Nel 1966 si laureò all’Università Cattolica di Milano con una tesi – apprezzata particolarmente da Sofia Vanni Rovighi, che ne promosse la pubblicazione di un estratto – su Filosofia classica e spiritualità cristiana nel Commento di S. Agostino al Vangelo di S. Giovanni. Vinta una borsa di studio del C.N.R., lavorò dal 1971 presso il Dipartimento di Scienze Religiose della Cattolica; nel frattempo insegnava filosofia e storia nei Licei.
Durante gli anni della contestazione venne sprangato: quasi un vanto per chi non si era mai arreso all’egemonia marxista e alla deriva del cattolicesimo italiano e, senza essere un nostalgico laudator temporis acti, promosse un ritorno alle radici profonde della tradizione occidentale.
Dal 1974 iniziò la collaborazione all’Università degli Studi di Torino con Vittorio Mathieu. Coordinò per Rusconi la collana I Classici del Pensiero, che editava testi filosofici allora introvabili perché invisi all’establishment marxista. Pubblicò nel 1979 due testi (cfr. bibliografia), su Sant’Agostino (con il contributo del C.N.R.) e sulla gnosi moderna, che nel 1980 gli valsero la cattedra di Filosofia morale.
Dalla sua breve e intensa vita emergono la passione per la Verità ricercata con rigore intellettuale, la fede profonda, la disponibilità all’ascolto e la generosità. Lo testimoniano moltissime persone che a lui si riferivano come a una guida e che ancora oggi lo ricordano con grande commozione: l’amore da cui era animato irrora ancora molte vite e vince la morte, come dice quel verso del Cantico dei Cantici (8, 2) che Samek amava molto: «Ponimi come sigillo sul tuo cuore, come sigillo sul tuo braccio; perché forte come la morte è l’amore».
Il pensiero.

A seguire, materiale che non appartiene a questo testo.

use std::cmp::Ordering;

use glam::Vec2;

use crate::game::active_set::ActiveBeatSet;
use crate::game::beat::{Beat, BeatId, Direction};
use crate::game::track::BeatTrack;

// Minimum distance (world units) the player must keep from an ultimate's source.
pub const DEFAULT_ULTIMATE_MIN_DISTANCE: f32 = 3.0;

#[derive(Copy, Clone, Debug, PartialEq, Eq)]
pub enum ParryVerdict {
    Perfect,
    Miss,
}

/// The beat an input is evaluated against.
#[derive(Copy, Clone, Debug, PartialEq)]
pub struct ParryTarget {
    pub beat: BeatId,
    pub distance: f32,
    pub within_window: bool,
    pub required: Direction,
}

#[derive(Copy, Clone, Debug)]
pub struct ParryMatcher {
    track: BeatTrack,
    ultimate_min_distance: f32,
}

impl ParryMatcher {
    pub const fn new(track: BeatTrack, ultimate_min_distance: f32) -> Self {
        Self {
            track,
            ultimate_min_distance,
        }
    }

    #[inline(always)]
    pub const fn track(&self) -> &BeatTrack {
        &self.track
    }

    #[inline(always)]
    pub const fn ultimate_min_distance(&self) -> f32 {
        self.ultimate_min_distance
    }

    /// Nearest unresolved beat with a normal direction. Ultimate beats never
    /// take part in directional matching.
    pub fn select_directional(&self, set: &ActiveBeatSet) -> Option<ParryTarget> {
        self.nearest(set, |b| !b.direction().is_ultimate())
    }

    pub fn select_ultimate(&self, set: &ActiveBeatSet) -> Option<ParryTarget> {
        self.nearest(set, |b| b.direction().is_ultimate())
    }

    /// Picks the eligible beat closest to the trigger point. Ties go to the
    /// beat released first, then to the first one in iteration order.
    fn nearest<F>(&self, set: &ActiveBeatSet, eligible: F) -> Option<ParryTarget>
    where
        F: Fn(&Beat) -> bool,
    {
        let mut best: Option<(&Beat, f32)> = None;
        for b in set.iter().filter(|b| !b.is_resolved() && eligible(b)) {
            let d = b.distance_to_trigger(&self.track);
            let better = match best {
                None => true,
                Some((cur, cur_d)) => match d.total_cmp(&cur_d) {
                    Ordering::Less => true,
                    Ordering::Equal => b.start_time() < cur.start_time(),
                    Ordering::Greater => false,
                },
            };
            if better {
                best = Some((b, d));
            }
        }

        best.map(|(b, distance)| ParryTarget {
            beat: b.id(),
            distance,
            within_window: distance <= self.track.trigger_distance,
            required: b.direction(),
        })
    }

    #[inline(always)]
    pub fn classify_direction(&self, target: &ParryTarget, pressed: Direction) -> ParryVerdict {
        if target.within_window && pressed == target.required {
            ParryVerdict::Perfect
        } else {
            ParryVerdict::Miss
        }
    }

    /// An ultimate is evaded by being far enough from its source while it is
    /// inside the trigger window.
    #[inline(always)]
    pub fn classify_proximity(&self, target: &ParryTarget, acting: Vec2, source: Vec2) -> ParryVerdict {
        if target.within_window && acting.distance(source) > self.ultimate_min_distance {
            ParryVerdict::Perfect
        } else {
            ParryVerdict::Miss
        }
    }
}

#[cfg(test)]
mod tests {
    use super::{ParryMatcher, ParryVerdict};
    use crate::game::active_set::ActiveBeatSet;
    use crate::game::beat::{Beat, BeatId, BeatSpec, Direction, Resolution};
    use crate::game::combo::ComboId;
    use crate::game::entity::EntityId;
    use crate::game::track::BeatTrack;
    use glam::Vec2;

    fn matcher() -> ParryMatcher {
        ParryMatcher::new(BeatTrack::default(), 3.0)
    }

    // Inserts a beat released at `start` and advances it to `now`.
    fn push(set: &mut ActiveBeatSet, id: u64, dir: Direction, start: f64, now: f64) {
        let mut b = Beat::new(
            BeatId(id),
            ComboId(1),
            EntityId(0),
            BeatSpec::new(dir, 2.0, 4.0),
            start,
        );
        b.advance(now, &BeatTrack::default());
        set.insert(b);
    }

    #[test]
    fn empty_or_ineligible_set_yields_no_target() {
        let m = matcher();
        let mut set = ActiveBeatSet::new();
        assert!(m.select_directional(&set).is_none());

        push(&mut set, 1, Direction::Ultimate, 0.0, 1.0);
        assert!(
            m.select_directional(&set).is_none(),
            "ultimate beats are excluded from directional matching"
        );
        assert_eq!(m.select_ultimate(&set).map(|t| t.beat), Some(BeatId(1)));
    }

    #[test]
    fn nearest_beat_wins_regardless_of_direction() {
        let m = matcher();
        let mut set = ActiveBeatSet::new();
        // progress 0.25 → 200px from trigger
        push(&mut set, 1, Direction::Up, 0.5, 1.0);
        // progress 0.45 → 40px from trigger
        push(&mut set, 2, Direction::Down, 0.1, 1.0);
        let t = m.select_directional(&set).unwrap();
        assert_eq!(t.beat, BeatId(2));
        assert!(!t.within_window);
        assert_eq!(
            m.classify_direction(&t, Direction::Up),
            ParryVerdict::Miss,
            "pressing the far beat's direction still evaluates the near one"
        );
    }

    #[test]
    fn ties_break_on_earliest_start() {
        let m = matcher();
        let mut set = ActiveBeatSet::new();
        // Same distance: one before the trigger, one equally far past it.
        push(&mut set, 1, Direction::Left, 0.8, 1.8); // progress 0.5, on the point
        push(&mut set, 2, Direction::Right, 0.5, 1.0); // progress 0.25
        push(&mut set, 3, Direction::Right, 0.0, 1.5); // progress 0.75, same distance as #2
        set.get_mut(BeatId(1)).unwrap().resolve(Resolution::Aborted);

        let t = m.select_directional(&set).unwrap();
        assert_eq!(t.beat, BeatId(3), "#3 started earlier than #2");
    }

    #[test]
    fn perfect_needs_window_and_direction() {
        let m = matcher();
        let mut set = ActiveBeatSet::new();
        push(&mut set, 1, Direction::Left, 0.0, 1.0);
        let t = m.select_directional(&set).unwrap();
        assert!(t.within_window);
        assert_eq!(m.classify_direction(&t, Direction::Left), ParryVerdict::Perfect);
        assert_eq!(m.classify_direction(&t, Direction::Right), ParryVerdict::Miss);
    }

    #[test]
    fn proximity_needs_window_and_distance() {
        let m = matcher();
        let mut set = ActiveBeatSet::new();
        push(&mut set, 1, Direction::Ultimate, 0.0, 1.0);
        let t = m.select_ultimate(&set).unwrap();
        let source = Vec2::new(1.0, 0.0);
        assert_eq!(
            m.classify_proximity(&t, Vec2::new(5.0, 0.0), source),
            ParryVerdict::Perfect
        );
        assert_eq!(
            m.classify_proximity(&t, Vec2::new(2.0, 0.0), source),
            ParryVerdict::Miss
        );

        let mut early = ActiveBeatSet::new();
        push(&mut early, 2, Direction::Ultimate, 0.0, 0.2);
        let t = m.select_ultimate(&early).unwrap();
        assert_eq!(
            m.classify_proximity(&t, Vec2::new(50.0, 0.0), source),
            ParryVerdict::Miss,
            "dashing before the window opens is a miss"
        );
    }
}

In Dio e mondo Samek considera la grave accusa rivolta da Heidegger alla metafisica, che accusa di aver trascurato la differenza ontologica tra l’Essere e l’ente e di aver reificato addirittura Dio. Per Samek questa critica è importante e colpisce alcune tradizioni speculative e teologiche, ma non la tradizione di Platone e dei neoplatonici, ripresa e rielaborata da Agostino. Samek ne individua il fulcro nella dottrina della partecipazione, in particolare nella sua categoria fondamentale di relazione irreciproca (per via della quale tra principio e principiato si dà uno schema modello-copia in cui la copia è simile al modello, ma non viceversa, e la copia è relazione al modello) e nelle connesse categorie di relazione sostanziale, sostanza relativa, e causalità eidetica. Questo dispiegamento concettuale viene declinato circa il tema della natura di Dio e del rapporto Dio-mondo: Dio è relazionalità, il mondo e il rapporto di Dio col mondo appaiono come relazione. D’altra parte, però, Dio è immanente, ma anche trascendente, perché la relazione che intrattiene col mondo è una relazione irreciproca.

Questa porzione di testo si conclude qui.